Frequently asked questions
- What is a covered call on LFST?
- A covered call on LFST is the covered call strategy applied to LFST (stock). The strategy is structurally neutral to slightly bullish: A covered call pairs long stock with a short out-of-the-money call, collecting premium and capping upside above the short strike in exchange for income. With LFST stock trading near $7.61, the strikes shown on this page are snapped to the nearest listed LFST chain strike and the premiums come straight from the end-of-day bid/ask midpoint.
- How are LFST covered call max profit and max loss calculated?
- Max profit equals short-strike minus cost basis plus premium times 100; max loss is cost basis minus premium (at zero). Breakeven is cost basis minus premium. For the LFST covered call priced from the end-of-day chain at a 30-day expiry (ATM IV 17.30%), the computed maximum profit is unbounded per contract and the computed maximum loss is unbounded per contract. Live intraday quotes will differ as the chain moves through the trading session.
- What is the breakeven for a LFST covered call?
- The breakeven for the LFST covered call priced on this page is no defined breakeven on the modeled curve at expiration, derived from end-of-day chain premiums. Breakeven is the underlying price at which the strategy's P&L crosses zero ignoring transaction costs and assignment risk. The current LFST market-implied 1-standard-deviation expected move is approximately 4.96%; if the move sits well outside the breakeven distance, the structure's risk-reward becomes correspondingly tighter.

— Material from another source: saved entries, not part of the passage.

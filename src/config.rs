//! Run configuration for batch preparation.

use std::fmt;
use std::path::Path;
use std::str::FromStr;

use serde::Deserialize;

use crate::error::{CakeError, Result};

/// Benchmark the data comes from. Controls how entity names are rendered.
#[derive(Debug, Clone, PartialEq, Eq, Default)]
pub enum Task {
    /// WordNet names carry a `_POS_sense` suffix that is stripped
    Wn18rr,
    #[default]
    Fb15k237,
    Wiki5m,
    Other(String),
}

impl FromStr for Task {
    type Err = CakeError;

    fn from_str(s: &str) -> Result<Self> {
        Ok(match s.to_lowercase().as_str() {
            "wn18rr" => Task::Wn18rr,
            "fb15k237" => Task::Fb15k237,
            "wiki5m_ind" | "wiki5m_trans" | "wiki5m" => Task::Wiki5m,
            "" => return Err(CakeError::Config("empty task name".into())),
            other => Task::Other(other.to_string()),
        })
    }
}

impl fmt::Display for Task {
    fn fmt(&self, f: &mut fmt::Formatter<'_>) -> fmt::Result {
        match self {
            Task::Wn18rr => write!(f, "wn18rr"),
            Task::Fb15k237 => write!(f, "fb15k237"),
            Task::Wiki5m => write!(f, "wiki5m"),
            Task::Other(name) => write!(f, "{}", name),
        }
    }
}

impl<'de> Deserialize<'de> for Task {
    fn deserialize<D: serde::Deserializer<'de>>(deserializer: D) -> std::result::Result<Self, D::Error> {
        let s = String::deserialize(deserializer)?;
        s.parse().map_err(serde::de::Error::custom)
    }
}

/// Data preparation configuration.
#[derive(Debug, Clone, Deserialize)]
#[serde(default)]
pub struct DataConfig {
    /// Dataset name (default: fb15k237).
    pub task: Task,
    /// Append neighbor names to short descriptions (default: false).
    pub use_link_graph: bool,
    /// Evaluation mode: keeps neighbors that equal the label and skips negative masks.
    pub is_test: bool,
    /// Truncation length for every tokenized field (default: 50).
    pub max_num_tokens: usize,
    /// Examples per batch (default: 1024).
    pub batch_size: usize,
    /// Fraction of each batch drawn through domain-constrained sampling (default: 0.5).
    pub cake_ratio: f64,
    /// Seed for reproducible sampler passes (None = thread rng).
    pub seed: Option<u64>,
}

impl Default for DataConfig {
    fn default() -> Self {
        Self {
            task: Task::default(),
            use_link_graph: false,
            is_test: false,
            max_num_tokens: 50,
            batch_size: 1024,
            cake_ratio: 0.5,
            seed: None,
        }
    }
}

impl DataConfig {
    /// Read a configuration from a JSON object. Missing keys take their defaults.
    pub fn from_json_file(path: impl AsRef<Path>) -> Result<Self> {
        let raw = std::fs::read_to_string(path)?;
        let config: Self = serde_json::from_str(&raw)?;
        config.validate()?;
        Ok(config)
    }

    /// Reject values the sampler and tokenizer cannot work with.
    pub fn validate(&self) -> Result<()> {
        if !(0.0..=1.0).contains(&self.cake_ratio) {
            return Err(CakeError::Config(format!(
                "cake_ratio must be within [0, 1], got {}",
                self.cake_ratio
            )));
        }
        if self.batch_size == 0 {
            return Err(CakeError::Config("batch_size must be positive".into()));
        }
        if self.max_num_tokens < 2 {
            return Err(CakeError::Config(
                "max_num_tokens must leave room for special tokens".into(),
            ));
        }
        Ok(())
    }

    pub fn with_task(mut self, task: Task) -> Self {
        self.task = task;
        self
    }

    pub fn with_link_graph(mut self, enabled: bool) -> Self {
        self.use_link_graph = enabled;
        self
    }

    pub fn with_test_mode(mut self, is_test: bool) -> Self {
        self.is_test = is_test;
        self
    }

    pub fn with_max_num_tokens(mut self, max_num_tokens: usize) -> Self {
        self.max_num_tokens = max_num_tokens;
        self
    }

    pub fn with_batch_size(mut self, batch_size: usize) -> Self {
        self.batch_size = batch_size;
        self
    }

    pub fn with_cake_ratio(mut self, cake_ratio: f64) -> Self {
        self.cake_ratio = cake_ratio;
        self
    }

    pub fn with_seed(mut self, seed: u64) -> Self {
        self.seed = Some(seed);
        self
    }
}

#[cfg(test)]
mod tests {
    use super::*;
    use std::io::Write;

    #[test]
    fn test_task_parsing() {
        assert_eq!("WN18RR".parse::<Task>().unwrap(), Task::Wn18rr);
        assert_eq!("wiki5m_trans".parse::<Task>().unwrap(), Task::Wiki5m);
        assert_eq!(
            "umls".parse::<Task>().unwrap(),
            Task::Other("umls".to_string())
        );
        assert!("".parse::<Task>().is_err());
    }

    #[test]
    fn test_partial_json_config() {
        let mut file = tempfile::NamedTempFile::new().unwrap();
        write!(file, r#"{{"task": "wn18rr", "batch_size": 64, "seed": 7}}"#).unwrap();

        let config = DataConfig::from_json_file(file.path()).unwrap();
        assert_eq!(config.task, Task::Wn18rr);
        assert_eq!(config.batch_size, 64);
        assert_eq!(config.seed, Some(7));
        assert_eq!(config.max_num_tokens, 50);
        assert!(!config.use_link_graph);
    }

    #[test]
    fn test_validate_rejects_bad_ratio() {
        let config = DataConfig::default().with_cake_ratio(1.5);
        assert!(config.validate().is_err());
        let config = DataConfig::default().with_batch_size(0);
        assert!(config.validate().is_err());
        assert!(DataConfig::default().validate().is_ok());
    }
}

- When should you consider a covered call on LFST?
- Covered calls on LFST are an income strategy run on existing LFST stock positions; traders typically sell calls at 25-35 delta with 30-45 days to expiration to balance premium against upside cap.
- How does current LFST implied volatility affect this covered call?
- LFST ATM IV is at 17.30% with IV rank near 12.01%, which is on the low end of its 1-year range. Premium-buying structures (long call, long put, debit spreads) are relatively cheap in this regime; premium-selling structures collect less credit per unit risk.